J Clin Microbiol. 1991 Mar;29(3):533-8. doi: 10.1128/jcm.29.3.533-538.1991.
The E Test (AB Biodisk, Solna, Sweden) is a new method for performing antimicrobial susceptibility tests. It consists of an impervious carrier (5- by 50-mm strip) with a predefined antimicrobic gradient which is placed on an inoculated agar plate and processed like a disk diffusion test. Results are generated directly as MICs from a continuous concentration gradient covering 15 twofold dilutions, and MICs are read where the edge of the inhibition zone intersects the strip. We compared the E Test with disk diffusion, broth microdilution, and agar dilution tests by using a challenge set of 195 gram-positive and gram-negative bacteria for 14 antimicrobial agents. Also, disk diffusion, broth microdilution, and agar dilution tests were compared with each other. All test method comparisons gave greater than 94% agreement for the category of susceptibility. The E Test category agreement with disk diffusion and broth microdilution was 95.1%, and with agar dilution it was 95.2%. The E Test results were as reliable as the results obtained by the standard antimicrobial susceptibility testing methods.

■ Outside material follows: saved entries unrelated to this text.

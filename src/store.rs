use crate::types::{Article, NormalizedItem, Result, Source, SourceKind, Tag};
use chrono::{DateTime, Utc};
use sqlx::sqlite::{SqliteConnectOptions, SqlitePoolOptions, SqliteRow};
use sqlx::{Pool, Row, Sqlite};
use std::str::FromStr;
use tracing::{debug, info};

/// Storage layer over SQLite: source reads, the per-source dedup/insert
/// transaction, and the tag primitives the enrichment pass needs.
pub struct ArticleStore {
    db: Pool<Sqlite>,
}

impl ArticleStore {
    pub async fn connect(database_url: &str) -> Result<Self> {
        let options = SqliteConnectOptions::from_str(database_url)?.foreign_keys(true);
        let db = SqlitePoolOptions::new()
            .max_connections(5)
            .connect_with(options)
            .await?;
        Ok(Self { db })
    }

    /// Single-connection in-memory database. A pool with more than one
    /// connection would hand out independent empty databases.
    pub async fn in_memory() -> Result<Self> {
        let options = SqliteConnectOptions::from_str("sqlite::memory:")?.foreign_keys(true);
        let db = SqlitePoolOptions::new()
            .max_connections(1)
            .connect_with(options)
            .await?;
        let store = Self { db };
        store.init_schema().await?;
        Ok(store)
    }

    /// Create all tables if they do not exist yet. Called once at startup.
    pub async fn init_schema(&self) -> Result<()> {
        sqlx::query(
            r#"
            CREATE TABLE IF NOT EXISTS sources (
                id INTEGER PRIMARY KEY AUTOINCREMENT,
                name TEXT NOT NULL,
                kind TEXT,
                endpoint TEXT,
                created_at TIMESTAMP NOT NULL
            )
            "#,
        )
        .execute(&self.db)
        .await?;

        sqlx::query(
            r#"
            CREATE TABLE IF NOT EXISTS articles (
                id INTEGER PRIMARY KEY AUTOINCREMENT,
                title TEXT NOT NULL,
                url TEXT NOT NULL,
                source_id INTEGER REFERENCES sources(id) ON DELETE SET NULL,
                published_at TIMESTAMP,
                created_at TIMESTAMP NOT NULL,
                summary TEXT
            )
            "#,
        )
        .execute(&self.db)
        .await?;

        sqlx::query(
            "CREATE INDEX IF NOT EXISTS idx_articles_source_url ON articles (source_id, url)",
        )
        .execute(&self.db)
        .await?;

        sqlx::query(
            r#"
            CREATE TABLE IF NOT EXISTS tags (
                id INTEGER PRIMARY KEY AUTOINCREMENT,
                name TEXT NOT NULL UNIQUE,
                created_at TIMESTAMP NOT NULL
            )
            "#,
        )
        .execute(&self.db)
        .await?;

        sqlx::query(
            r#"
            CREATE TABLE IF NOT EXISTS article_tags (
                article_id INTEGER NOT NULL REFERENCES articles(id) ON DELETE CASCADE,
                tag_id INTEGER NOT NULL REFERENCES tags(id) ON DELETE CASCADE,
                PRIMARY KEY (article_id, tag_id)
            )
            "#,
        )
        .execute(&self.db)
        .await?;

        debug!("Database schema initialized");
        Ok(())
    }

    /// Create a source row. Source CRUD belongs to the external API surface;
    /// this primitive exists for that surface and for the test suite.
    pub async fn add_source(
        &self,
        name: &str,
        kind: &SourceKind,
        endpoint: Option<&str>,
    ) -> Result<i64> {
        let result = sqlx::query(
            "INSERT INTO sources (name, kind, endpoint, created_at) VALUES (?, ?, ?, ?)",
        )
        .bind(name)
        .bind(kind.as_str())
        .bind(endpoint)
        .bind(Utc::now())
        .execute(&self.db)
        .await?;

        let id = result.last_insert_rowid();
        info!("Added source {} (id={}, kind={})", name, id, kind.as_str());
        Ok(id)
    }

    pub async fn get_source(&self, id: i64) -> Result<Option<Source>> {
        let row = sqlx::query("SELECT id, name, kind, endpoint, created_at FROM sources WHERE id = ?")
            .bind(id)
            .fetch_optional(&self.db)
            .await?;

        row.map(row_to_source).transpose()
    }

    /// Every source eligible for automatic collection: feed or api-json kind
    /// with a non-blank endpoint.
    pub async fn list_collectable_sources(&self) -> Result<Vec<Source>> {
        let rows = sqlx::query(
            r#"
            SELECT id, name, kind, endpoint, created_at FROM sources
            WHERE kind IN ('feed', 'api-json')
              AND endpoint IS NOT NULL
              AND TRIM(endpoint) != ''
            ORDER BY id
            "#,
        )
        .fetch_all(&self.db)
        .await?;

        rows.into_iter().map(row_to_source).collect()
    }

    /// Insert the items of one source batch that are not already stored,
    /// deciding novelty by `(source_id, url)`. The whole batch runs in a
    /// single transaction: any failure rolls everything back so a partially
    /// written source can never look like a success. Returns the rows that
    /// were actually inserted.
    pub async fn insert_new_articles(
        &self,
        source_id: i64,
        items: &[NormalizedItem],
    ) -> Result<Vec<Article>> {
        let mut tx = self.db.begin().await?;
        let mut inserted = Vec::new();

        for item in items {
            let existing =
                sqlx::query("SELECT id FROM articles WHERE source_id = ? AND url = ?")
                    .bind(source_id)
                    .bind(&item.url)
                    .fetch_optional(&mut *tx)
                    .await?;

            if existing.is_some() {
                debug!("Skipping known article: {}", item.url);
                continue;
            }

            let created_at = Utc::now();
            let result = sqlx::query(
                r#"
                INSERT INTO articles (title, url, source_id, published_at, created_at, summary)
                VALUES (?, ?, ?, ?, ?, ?)
                "#,
            )
            .bind(&item.title)
            .bind(&item.url)
            .bind(source_id)
            .bind(item.published_at)
            .bind(created_at)
            .bind(&item.summary)
            .execute(&mut *tx)
            .await?;

            inserted.push(Article {
                id: result.last_insert_rowid(),
                title: item.title.clone(),
                url: item.url.clone(),
                source_id: Some(source_id),
                published_at: item.published_at,
                created_at,
                summary: item.summary.clone(),
            });
        }

        tx.commit().await?;

        info!(
            "Stored {} new articles out of {} candidates for source {}",
            inserted.len(),
            items.len(),
            source_id
        );
        Ok(inserted)
    }

    /// Insert a single article directly (the manual-entry path of the CRUD
    /// surface).
    pub async fn insert_article(
        &self,
        title: &str,
        url: &str,
        source_id: Option<i64>,
        published_at: Option<DateTime<Utc>>,
        summary: Option<&str>,
    ) -> Result<Article> {
        let created_at = Utc::now();
        let result = sqlx::query(
            r#"
            INSERT INTO articles (title, url, source_id, published_at, created_at, summary)
            VALUES (?, ?, ?, ?, ?, ?)
            "#,
        )
        .bind(title)
        .bind(url)
        .bind(source_id)
        .bind(published_at)
        .bind(created_at)
        .bind(summary)
        .execute(&self.db)
        .await?;

        Ok(Article {
            id: result.last_insert_rowid(),
            title: title.to_string(),
            url: url.to_string(),
            source_id,
            published_at,
            created_at,
            summary: summary.map(|s| s.to_string()),
        })
    }

    pub async fn list_articles(&self) -> Result<Vec<Article>> {
        let rows = sqlx::query(
            "SELECT id, title, url, source_id, published_at, created_at, summary \
             FROM articles ORDER BY id",
        )
        .fetch_all(&self.db)
        .await?;

        rows.into_iter().map(row_to_article).collect()
    }

    pub async fn articles_for_source(&self, source_id: i64) -> Result<Vec<Article>> {
        let rows = sqlx::query(
            "SELECT id, title, url, source_id, published_at, created_at, summary \
             FROM articles WHERE source_id = ? ORDER BY id",
        )
        .bind(source_id)
        .fetch_all(&self.db)
        .await?;

        rows.into_iter().map(row_to_article).collect()
    }

    /// Articles with no tag associations at all, the input of the batch
    /// enrichment sweep.
    pub async fn untagged_articles(&self) -> Result<Vec<Article>> {
        let rows = sqlx::query(
            r#"
            SELECT id, title, url, source_id, published_at, created_at, summary
            FROM articles
            WHERE id NOT IN (SELECT article_id FROM article_tags)
            ORDER BY id
            "#,
        )
        .fetch_all(&self.db)
        .await?;

        rows.into_iter().map(row_to_article).collect()
    }

    /// Replace an article's tag set with the given keyword names, creating
    /// tags that do not exist yet. Lookup is by exact name; case folding of
    /// keyword candidates happens in the enrichment pass. One transaction, so
    /// the tag set is never observed half-replaced.
    pub async fn replace_article_tags(&self, article_id: i64, names: &[String]) -> Result<Vec<Tag>> {
        let mut tx = self.db.begin().await?;

        sqlx::query("DELETE FROM article_tags WHERE article_id = ?")
            .bind(article_id)
            .execute(&mut *tx)
            .await?;

        let mut tags = Vec::with_capacity(names.len());
        for name in names {
            let row = sqlx::query("SELECT id, name, created_at FROM tags WHERE name = ?")
                .bind(name)
                .fetch_optional(&mut *tx)
                .await?;

            let tag = match row {
                Some(row) => row_to_tag(row)?,
                None => {
                    let created_at = Utc::now();
                    let result = sqlx::query("INSERT INTO tags (name, created_at) VALUES (?, ?)")
                        .bind(name)
                        .bind(created_at)
                        .execute(&mut *tx)
                        .await?;
                    Tag {
                        id: result.last_insert_rowid(),
                        name: name.clone(),
                        created_at,
                    }
                }
            };

            sqlx::query("INSERT OR IGNORE INTO article_tags (article_id, tag_id) VALUES (?, ?)")
                .bind(article_id)
                .bind(tag.id)
                .execute(&mut *tx)
                .await?;

            tags.push(tag);
        }

        tx.commit().await?;
        Ok(tags)
    }

    pub async fn tags_for_article(&self, article_id: i64) -> Result<Vec<Tag>> {
        let rows = sqlx::query(
            r#"
            SELECT t.id, t.name, t.created_at FROM tags t
            JOIN article_tags at ON at.tag_id = t.id
            WHERE at.article_id = ?
            ORDER BY t.id
            "#,
        )
        .bind(article_id)
        .fetch_all(&self.db)
        .await?;

        rows.into_iter().map(row_to_tag).collect()
    }

    pub async fn list_tags(&self) -> Result<Vec<Tag>> {
        let rows = sqlx::query("SELECT id, name, created_at FROM tags ORDER BY id")
            .fetch_all(&self.db)
            .await?;

        rows.into_iter().map(row_to_tag).collect()
    }

    /// Direct access to the underlying pool for callers that need raw
    /// queries against the same database.
    pub fn db_pool(&self) -> &Pool<Sqlite> {
        &self.db
    }
}

fn row_to_source(row: SqliteRow) -> Result<Source> {
    let kind_raw: Option<String> = row.try_get("kind")?;
    Ok(Source {
        id: row.try_get("id")?,
        name: row.try_get("name")?,
        kind: SourceKind::parse(kind_raw.as_deref().unwrap_or("")),
        endpoint: row.try_get("endpoint")?,
        created_at: row.try_get("created_at")?,
    })
}

fn row_to_article(row: SqliteRow) -> Result<Article> {
    Ok(Article {
        id: row.try_get("id")?,
        title: row.try_get("title")?,
        url: row.try_get("url")?,
        source_id: row.try_get("source_id")?,
        published_at: row.try_get("published_at")?,
        created_at: row.try_get("created_at")?,
        summary: row.try_get("summary")?,
    })
}

fn row_to_tag(row: SqliteRow) -> Result<Tag> {
    Ok(Tag {
        id: row.try_get("id")?,
        name: row.try_get("name")?,
        created_at: row.try_get("created_at")?,
    })
}
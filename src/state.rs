use crate::types::RunResult;
use std::sync::Arc;
use tokio::sync::RwLock;

/// Single-slot cache holding the most recent collection result. Absent until
/// the first run completes, then replaced wholesale after every run:
/// last-write-wins, never merged. Cloning the handle shares the slot, so the
/// cache is wired explicitly from main instead of living in a global.
#[derive(Clone, Default)]
pub struct LastRunCache {
    inner: Arc<RwLock<Option<RunResult>>>,
}

impl LastRunCache {
    pub fn new() -> Self {
        Self::default()
    }

    pub async fn publish(&self, result: RunResult) {
        let mut slot = self.inner.write().await;
        *slot = Some(result);
    }

    pub async fn last(&self) -> Option<RunResult> {
        self.inner.read().await.clone()
    }
}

E试验(AB生物盘公司,瑞典索尔纳)是一种进行抗菌药敏试验的新方法。它由一个不透水的载体(5×50毫米的试纸条)组成,带有预定义的抗菌药物梯度,放置在接种的琼脂平板上,其操作过程类似于纸片扩散试验。结果直接以最低抑菌浓度(MIC)的形式产生,该浓度来自覆盖15个两倍稀释度的连续浓度梯度,MIC值在抑菌圈边缘与试纸条相交处读取。我们使用一组包含195株革兰氏阳性和革兰氏阴性细菌的菌株,针对14种抗菌药物,将E试验与纸片扩散法、肉汤微量稀释法和琼脂稀释法进行了比较。此外,还对纸片扩散法、肉汤微量稀释法和琼脂稀释法进行了相互比较。所有试验方法在药敏类别方面的一致性均超过94%。E试验与纸片扩散法和肉汤微量稀释法在类别上的一致性为95.1%,与琼脂稀释法的一致性为95.2%。E试验的结果与标准抗菌药敏试验方法所获得的结果一样可靠。